Mit dem World Food Progamme hat er zwei Jahre lang humanitäre Hilfe geleistet. Dafür war er auf den Philippinen, um Not Leidenden Nahrungshilfe zur Verfügung zu stellen. Danach begann für diese die „Food for Work“-Etappe, bei der jene Menschen durch Nahrung und Geld unterstützt werden, die beim Wiederaufbau nach einem Taifun mithelfen. Daraufhin war Philipp Herzog noch im Südsudan stationiert.
Nach zwei Jahren beim World Food Programme ist Herzog zum Auswärtigen Amt gewechselt, weil er stabilere Verhältnisse wollte – die Verträge beim World Food Programme liefen jeweils nur drei Monate, und danach wusste man nicht, wo es wie weitergeht. „Das Auswärtige Amt ist aber auch ein guter Arbeitgeber für Weltenbummler“, lacht Herzog.

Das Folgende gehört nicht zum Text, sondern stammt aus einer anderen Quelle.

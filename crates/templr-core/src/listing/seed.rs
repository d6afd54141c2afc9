//! Demonstration listings written into an empty collection on first run.

use super::model::{Category, Listing, ListingStatus};
use super::price::Price;

struct SeedRow {
    title: &'static str,
    author: &'static str,
    image_seed: &'static str,
    likes: u64,
    views: u64,
    category: Category,
    description: &'static str,
    price: &'static str,
    sales: u64,
    earnings: f64,
    file_url: &'static str,
}

const SEED_ROWS: [SeedRow; 12] = [
    SeedRow {
        title: "Cyberpunk Portfolio",
        author: "NexusDesigns",
        image_seed: "template1",
        likes: 1340,
        views: 25000,
        category: Category::Portfolio,
        description: "A dark, futuristic portfolio template with neon accents, perfect for developers and digital artists.",
        price: "$49",
        sales: 120,
        earnings: 5880.0,
        file_url: "https://example.com",
    },
    SeedRow {
        title: "SaaS Landing Page",
        author: "PixelPerfect",
        image_seed: "template2",
        likes: 2100,
        views: 42000,
        category: Category::Saas,
        description: "Clean and modern landing page for a software-as-a-service product, focusing on conversions.",
        price: "Free",
        sales: 0,
        earnings: 0.0,
        file_url: "https://ui.shadcn.com/",
    },
    SeedRow {
        title: "Crypto Dashboard",
        author: "ChainUI",
        image_seed: "template3",
        likes: 980,
        views: 18000,
        category: Category::Dashboard,
        description: "A comprehensive dashboard for tracking cryptocurrency prices and managing portfolios.",
        price: "$89",
        sales: 45,
        earnings: 4005.0,
        file_url: "https://coinmarketcap.com/",
    },
    SeedRow {
        title: "E-commerce Store",
        author: "ShopifyMasters",
        image_seed: "template4",
        likes: 5600,
        views: 112000,
        category: Category::ECommerce,
        description: "A minimalist and elegant e-commerce template designed to showcase products beautifully.",
        price: "$120",
        sales: 310,
        earnings: 37200.0,
        file_url: "https://shopify.com",
    },
    SeedRow {
        title: "AI Startup Pitch",
        author: "FutureVision",
        image_seed: "template5",
        likes: 3250,
        views: 61000,
        category: Category::Saas,
        description: "A compelling pitch deck template for AI and tech startups, designed to impress investors.",
        price: "Free",
        sales: 0,
        earnings: 0.0,
        file_url: "https://openai.com",
    },
    SeedRow {
        title: "Gaming Community Hub",
        author: "GlitchWorks",
        image_seed: "template6",
        likes: 4100,
        views: 98000,
        category: Category::Community,
        description: "An engaging hub for gaming communities, featuring forums, member profiles, and event calendars.",
        price: "$35",
        sales: 85,
        earnings: 2975.0,
        file_url: "https://discord.com",
    },
    SeedRow {
        title: "Minimalist Blog",
        author: "Wordsmith",
        image_seed: "template7",
        likes: 1800,
        views: 35000,
        category: Category::Blog,
        description: "A content-focused blog template with beautiful typography and a clean, distraction-free reading experience.",
        price: "Free",
        sales: 0,
        earnings: 0.0,
        file_url: "https://vercel.com/templates",
    },
    SeedRow {
        title: "Digital Agency",
        author: "CreativeFlow",
        image_seed: "template8",
        likes: 2900,
        views: 54000,
        category: Category::Portfolio,
        description: "A professional and stylish template for digital agencies to showcase their work and services.",
        price: "$200",
        sales: 15,
        earnings: 3000.0,
        file_url: "#",
    },
    SeedRow {
        title: "Fitness App UI",
        author: "FitDesign",
        image_seed: "template9",
        likes: 3500,
        views: 72000,
        category: Category::Dashboard,
        description: "A vibrant and motivating UI kit for a fitness tracking application, with charts and progress trackers.",
        price: "$55",
        sales: 60,
        earnings: 3300.0,
        file_url: "#",
    },
    SeedRow {
        title: "Recipe Sharing Platform",
        author: "CooksCorner",
        image_seed: "template10",
        likes: 2400,
        views: 48000,
        category: Category::Community,
        description: "A community-driven platform for sharing and discovering new recipes, with user ratings and collections.",
        price: "Free",
        sales: 0,
        earnings: 0.0,
        file_url: "#",
    },
    SeedRow {
        title: "Tech Conference Event",
        author: "EventPro",
        image_seed: "template11",
        likes: 1500,
        views: 31000,
        category: Category::Community,
        description: "A sleek and informative one-page template for tech conferences and events, with speaker profiles and schedules.",
        price: "$25",
        sales: 40,
        earnings: 1000.0,
        file_url: "#",
    },
    SeedRow {
        title: "Photography Portfolio",
        author: "Shutterbug",
        image_seed: "template12",
        likes: 4800,
        views: 95000,
        category: Category::Portfolio,
        description: "A visually stunning portfolio for photographers, featuring fullscreen image galleries and elegant transitions.",
        price: "$75",
        sales: 150,
        earnings: 11250.0,
        file_url: "#",
    },
];

/// Number of demonstration listings.
pub const DEMO_LISTING_COUNT: usize = SEED_ROWS.len();

/// The demonstration listings, oldest first, without ids.
pub fn demo_listings() -> Vec<Listing> {
    SEED_ROWS
        .iter()
        .map(|row| Listing {
            id: String::new(),
            title: row.title.to_string(),
            author: row.author.to_string(),
            image_url: format!("https://picsum.photos/seed/{}/600/400", row.image_seed),
            category: row.category,
            description: row.description.to_string(),
            price: Price::from(row.price.to_string()),
            status: ListingStatus::Approved,
            likes: row.likes,
            views: row.views,
            sales: row.sales,
            earnings: row.earnings,
            file_url: Some(row.file_url.to_string()),
            file_name: None,
            file_type: None,
            created_at: None,
        })
        .collect()
}

#[cfg(test)]
mod tests {
    use super::*;

    #[test]
    fn test_demo_set_is_complete_and_approved() {
        let listings = demo_listings();
        assert_eq!(listings.len(), DEMO_LISTING_COUNT);
        assert!(listings.iter().all(|l| l.status == ListingStatus::Approved));
        assert!(listings.iter().all(|l| l.id.is_empty()));
        assert_eq!(listings[0].title, "Cyberpunk Portfolio");
        assert!(listings[1].price.is_free());
    }
}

Jetzt arbeitet er für die deutsche Vertretung in Khartum im Südsudan. Das Hauptaugenmerk seiner Arbeit liegt bei der Friedensvermittlung zwischen der Regierung, der politischen Opposition und bewaffneten Gruppen. Dafür arbeitet die Botschaft auch eng mit der Afrikanischen Union zusammen. Deutschland habe ein großes Interesse daran, dass der Sudan nicht destabilisiert wird, sagt Herzog. So beteilige Deutschland sich auch stark an der UN-Blauhelm-Mission in der Region Darfur. Nicht zuletzt soll der Sudan unterstützt werden, weil er als Transitland für Flüchtlinge gilt, die vom Horn von Afrika oder aus Eritrea nach Europa wollen.

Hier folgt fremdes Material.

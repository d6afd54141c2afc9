//! Creator statistics and the moderation queue.

use crate::listing_mutator::ListingMutator;
use crate::listing_synchronizer::ListingSynchronizer;
use serde::Serialize;
use std::sync::Arc;
use templr_core::Result;
use templr_core::listing::{Listing, ListingStatus};
use templr_core::session::Session;

/// Aggregates over one creator's listings.
#[derive(Debug, Clone, Default, PartialEq, Serialize)]
#[serde(rename_all = "camelCase")]
pub struct CreatorStats {
    pub listings: usize,
    pub total_sales: u64,
    pub total_earnings: f64,
    pub total_views: u64,
    pub total_likes: u64,
}

impl CreatorStats {
    /// Sums the listings whose author is `author`.
    pub fn for_author(listings: &[Listing], author: &str) -> Self {
        listings
            .iter()
            .filter(|l| l.author == author)
            .fold(Self::default(), |mut stats, l| {
                stats.listings += 1;
                stats.total_sales += l.sales;
                stats.total_earnings += l.earnings;
                stats.total_views += l.views;
                stats.total_likes += l.likes;
                stats
            })
    }
}

/// Listings awaiting moderation, in snapshot order.
pub fn moderation_queue(listings: &[Listing]) -> Vec<&Listing> {
    listings
        .iter()
        .filter(|l| l.status == ListingStatus::Pending)
        .collect()
}

/// Dashboard view over the live collection.
pub struct CreatorDashboard {
    listings: Arc<ListingSynchronizer>,
    mutator: Arc<ListingMutator>,
}

impl CreatorDashboard {
    pub fn new(listings: Arc<ListingSynchronizer>, mutator: Arc<ListingMutator>) -> Self {
        Self { listings, mutator }
    }

    /// Stats for the creator behind `session`, matched by the author name
    /// their listings were published under.
    pub async fn stats_for(&self, session: &Session) -> Result<CreatorStats> {
        let listings = self.listings.fetch_listings().await?;
        Ok(CreatorStats::for_author(
            &listings,
            &self.mutator.author_for(session),
        ))
    }

    pub async fn pending(&self) -> Result<Vec<Listing>> {
        let listings = self.listings.fetch_listings().await?;
        Ok(moderation_queue(&listings).into_iter().cloned().collect())
    }

    pub async fn approve(&self, id: &str, actor: Option<&Session>) -> Result<()> {
        self.mutator.approve(id, actor).await
    }

    pub async fn reject(&self, id: &str, actor: Option<&Session>) -> Result<()> {
        self.mutator.reject(id, actor).await
    }

    pub async fn delete(&self, id: &str, actor: Option<&Session>) -> Result<()> {
        self.mutator.delete_listing(id, actor).await
    }
}

#[cfg(test)]
mod tests {
    use super::*;
    use templr_core::config::{ListingDefaults, ModerationSettings, StoreSettings};
    use templr_core::listing::{Category, NewListing, demo_listings};
    use templr_infrastructure::MemoryDocumentStore;

    #[test]
    fn test_stats_sum_only_the_authors_listings() {
        let mut listings = demo_listings();
        listings[0].author = "Ada".into();
        listings[0].sales = 3;
        listings[0].earnings = 1497.0;
        listings[0].views = 10;
        listings[1].author = "Ada".into();
        listings[1].sales = 1;
        listings[1].earnings = 0.5;

        let stats = CreatorStats::for_author(&listings, "Ada");
        assert_eq!(stats.listings, 2);
        assert_eq!(stats.total_sales, 4);
        assert_eq!(stats.total_earnings, 1497.5);
        assert!(stats.total_views >= 10);

        assert_eq!(CreatorStats::for_author(&listings, "Nobody"), CreatorStats::default());
    }

    #[test]
    fn test_queue_holds_only_pending() {
        let mut listings = demo_listings();
        listings[2].status = ListingStatus::Pending;
        listings[5].status = ListingStatus::Rejected;

        let queue = moderation_queue(&listings);
        assert_eq!(queue.len(), 1);
        assert_eq!(queue[0].title, listings[2].title);
    }

    #[tokio::test]
    async fn test_approving_from_the_queue_empties_it() {
        let store = Arc::new(MemoryDocumentStore::new());
        let settings = StoreSettings {
            seed_demo_listings: false,
            ..StoreSettings::default()
        };
        let listings = Arc::new(ListingSynchronizer::new(store.clone(), settings.clone()));
        let mutator = Arc::new(ListingMutator::new(
            store,
            &settings,
            ListingDefaults::default(),
            ModerationSettings::default(),
        ));
        let dashboard = CreatorDashboard::new(listings, mutator.clone());

        let id = mutator
            .create_listing(
                NewListing {
                    title: "Pulse".into(),
                    category: Some(Category::Dashboard),
                    ..NewListing::default()
                },
                Some("Ada"),
            )
            .await
            .unwrap();

        let pending = dashboard.pending().await.unwrap();
        assert_eq!(pending.len(), 1);
        assert_eq!(pending[0].id, id);

        let ada = Session {
            user_id: "u1".into(),
            email: None,
            display_name: Some("Ada".into()),
            avatar_url: None,
        };
        dashboard.approve(&id, Some(&ada)).await.unwrap();
        assert!(dashboard.pending().await.unwrap().is_empty());

        assert_eq!(dashboard.stats_for(&ada).await.unwrap().listings, 1);
    }

    #[tokio::test]
    async fn test_unnamed_creator_stats_match_anonymous_listings() {
        let store = Arc::new(MemoryDocumentStore::new());
        let settings = StoreSettings {
            seed_demo_listings: false,
            ..StoreSettings::default()
        };
        let listings = Arc::new(ListingSynchronizer::new(store.clone(), settings.clone()));
        let mutator = Arc::new(ListingMutator::new(
            store,
            &settings,
            ListingDefaults::default(),
            ModerationSettings::default(),
        ));
        let dashboard = CreatorDashboard::new(listings, mutator.clone());

        let unnamed = Session {
            user_id: "u2".into(),
            email: Some("n@b.com".into()),
            display_name: None,
            avatar_url: None,
        };
        mutator
            .create_listing(
                NewListing {
                    title: "Quiet Kit".into(),
                    category: Some(Category::UiKit),
                    ..NewListing::default()
                },
                unnamed.display_name.as_deref(),
            )
            .await
            .unwrap();

        let stats = dashboard.stats_for(&unnamed).await.unwrap();
        assert_eq!(stats.listings, 1);
    }
}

Im Sudan reizt Herzog insbesondere die Vielseitigkeit seiner Arbeit. Er sitzt nicht einfach im Büro – die Hälfte der Zeit führt er Gespräche mit Einwohnern oder auch mit Menschenrechtlern. Ebenfalls gehören repräsentative Aufgaben zu seinen Pflichten. „Im Sudan gibt es davon mehr als erwartet. Ich dachte, da wäre nichts los“, meint er augenzwinkernd. Er muss auch schon mal einen Empfang in seinem Haus in Khartum geben, das vom Auswärtigen Amt mitfinanziert wird. Herzog konnte sich das Gebäude selbst aussuchen, dann hat die Behörde geschaut, dass es sowohl angemessen als auch repräsentativ für einen Diplomaten ist.
„Das Auswärtige Amt ist aber auch ein guter Arbeitgeber für Weltenbummler.“
Philipp Herzog begründet scherzend seinen Arbeitsplatzwechsel
Herzogs weitere Aufgaben hängen sehr vom Einsatzort ab. Im Sudan muss man flexibel und breit aufgestellt sein, da man politische, gesellschaftliche und kulturelle Pflichten erfüllen muss. In großen Botschaften wie Washington werden nach seiner Darstellung eher Fachkräfte eingesetzt, die auf einen Bereich spezialisiert sind.
Wer beschließt, wer wohin kommt? Alle drei Jahre wird der Einsatzort geändert. Wenn man in brenzligen Regionen wie Afghanistan oder wie Herzog im Sudan arbeitet, kann man aber auch schon nach zwei Jahren rotieren – was Herzog nach aktuellem Stand aber nicht vorhat. Er ist jetzt seit einem Jahr in Khartum, der Hauptstadt des Sudan. Wenn dann gewechselt wird, kann der Mitarbeiter beim Auswärtigen Amt eine Art Wunschliste abgeben, auf der er zwischen zehn und fünfzehn Orte nennen kann, an denen er sich eine Stationierung vorstellen kann. Dabei wird in A-, B- und C-Regionen unterschieden.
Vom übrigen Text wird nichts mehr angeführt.